# WHAT IS EXPECTED
Go through the records and extract every line with the word "common".

(Data entries)
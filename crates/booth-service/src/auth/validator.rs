//! Access token validation.
//!
//! # Security
//!
//! - Tokens are size-checked BEFORE parsing
//! - Only the configured HMAC algorithm is accepted
//! - `exp` and `iat` are checked against an explicit `now`; `exp` has no leeway
//! - Every failure surfaces to clients as the same `InvalidToken` response

use crate::auth::claims::{Access, AccessClaims, EventId, Role};
use crate::auth::TokenSettings;
use crate::errors::BoothError;
use crate::observability::metrics::record_token_validation;
use common::jwt::{check_token_size, validate_exp_at, validate_iat_at, JwtValidationError};
use common::secret::ExposeSecret;
use jsonwebtoken::errors::ErrorKind;
use jsonwebtoken::{decode, DecodingKey, Validation};
use serde::Deserialize;
use std::sync::Arc;
use thiserror::Error;
use tracing::instrument;

/// Why a token was rejected.
///
/// Used for logs and metrics only; clients always see [`BoothError::InvalidToken`].
#[derive(Debug, Clone, Copy, PartialEq, Eq, Error)]
pub enum TokenError {
    #[error("no token presented")]
    Missing,

    #[error("token exceeds size limit")]
    TooLarge,

    #[error("token is malformed")]
    Malformed,

    #[error("token signature or algorithm mismatch")]
    BadSignature,

    #[error("token issuer mismatch")]
    WrongIssuer,

    #[error("token expired")]
    Expired,

    #[error("token issued in the future")]
    NotYetValid,

    #[error("token claims are invalid")]
    InvalidClaims,
}

impl TokenError {
    /// Bounded label for the `error_category` metric.
    pub fn category(&self) -> &'static str {
        match self {
            TokenError::Missing => "missing",
            TokenError::TooLarge => "too_large",
            TokenError::Malformed => "malformed",
            TokenError::BadSignature => "bad_signature",
            TokenError::WrongIssuer => "wrong_issuer",
            TokenError::Expired => "expired",
            TokenError::NotYetValid => "not_yet_valid",
            TokenError::InvalidClaims => "invalid_claims",
        }
    }
}

impl From<TokenError> for BoothError {
    fn from(_: TokenError) -> Self {
        BoothError::InvalidToken
    }
}

impl From<JwtValidationError> for TokenError {
    fn from(err: JwtValidationError) -> Self {
        match err {
            JwtValidationError::TokenTooLarge => TokenError::TooLarge,
            JwtValidationError::IatTooFarInFuture => TokenError::NotYetValid,
            JwtValidationError::Expired => TokenError::Expired,
        }
    }
}

/// Verifies tokens minted by [`crate::auth::TokenIssuer`] with the same settings.
#[derive(Debug, Clone)]
pub struct TokenValidator {
    settings: Arc<TokenSettings>,
}

impl TokenValidator {
    pub fn new(settings: Arc<TokenSettings>) -> Self {
        Self { settings }
    }

    /// Validate `token` as of `now` (Unix epoch seconds).
    ///
    /// # Checks
    ///
    /// 1. Size limit
    /// 2. Signature with the configured algorithm and secret
    /// 3. Issuer and presence of `exp`, `iat`, `iss`
    /// 4. Claim shape: `exp > iat`, event tokens carry an event id
    /// 5. `now < exp`
    /// 6. `iat <= now + clock_skew`
    #[instrument(skip_all)]
    pub fn validate_at(&self, token: &str, now: i64) -> Result<AccessClaims, TokenError> {
        let result = self.check(token, now);

        match &result {
            Ok(claims) => {
                tracing::debug!(
                    target: "booth.auth.validator",
                    role = %claims.role,
                    access = %claims.access,
                    "Token validated successfully"
                );
                record_token_validation("success", None);
            }
            Err(err) => {
                tracing::debug!(
                    target: "booth.auth.validator",
                    reason = err.category(),
                    "Token rejected"
                );
                record_token_validation("error", Some(err.category()));
            }
        }

        result
    }

    fn check(&self, token: &str, now: i64) -> Result<AccessClaims, TokenError> {
        check_token_size(token)?;

        let mut validation = Validation::new(self.settings.algorithm);
        // exp is checked below against the caller's `now`
        validation.validate_exp = false;
        validation.validate_nbf = false;
        validation.set_issuer(&[self.settings.issuer.as_str()]);
        validation.set_required_spec_claims(&["exp", "iat", "iss"]);

        let decoding_key = DecodingKey::from_secret(self.settings.secret.expose_secret().as_bytes());

        let claims = decode::<WireClaims>(token, &decoding_key, &validation)
            .map_err(|e| classify(e.kind()))?
            .claims
            .into_claims()?;

        if claims.exp <= claims.iat || claims.scope().is_none() {
            return Err(TokenError::InvalidClaims);
        }

        validate_exp_at(claims.exp, now)?;
        validate_iat_at(claims.iat, self.settings.clock_skew, now)?;

        Ok(claims)
    }
}

/// Decoding target with optional registered claims.
///
/// Absent `exp`, `iat` or `iss` must reach the required-claim check rather
/// than failing deserialization.
#[derive(Deserialize)]
struct WireClaims {
    role: Role,
    access: Access,
    #[serde(default)]
    event_id: Option<EventId>,
    iat: Option<i64>,
    exp: Option<i64>,
    iss: Option<String>,
}

impl WireClaims {
    fn into_claims(self) -> Result<AccessClaims, TokenError> {
        match (self.iat, self.exp, self.iss) {
            (Some(iat), Some(exp), Some(iss)) => Ok(AccessClaims {
                role: self.role,
                access: self.access,
                event_id: self.event_id,
                iat,
                exp,
                iss,
            }),
            _ => Err(TokenError::InvalidClaims),
        }
    }
}

fn classify(kind: &ErrorKind) -> TokenError {
    match kind {
        ErrorKind::InvalidSignature | ErrorKind::InvalidAlgorithm => TokenError::BadSignature,
        ErrorKind::InvalidIssuer => TokenError::WrongIssuer,
        ErrorKind::ExpiredSignature => TokenError::Expired,
        ErrorKind::ImmatureSignature => TokenError::NotYetValid,
        ErrorKind::MissingRequiredClaim(_) => TokenError::InvalidClaims,
        _ => TokenError::Malformed,
    }
}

# SOLVED EXERCISE
use common::jwt::{check_token_size, validate_exp_at, validate_iat_at, JwtValidationError};
use common::secret::ExposeSecret;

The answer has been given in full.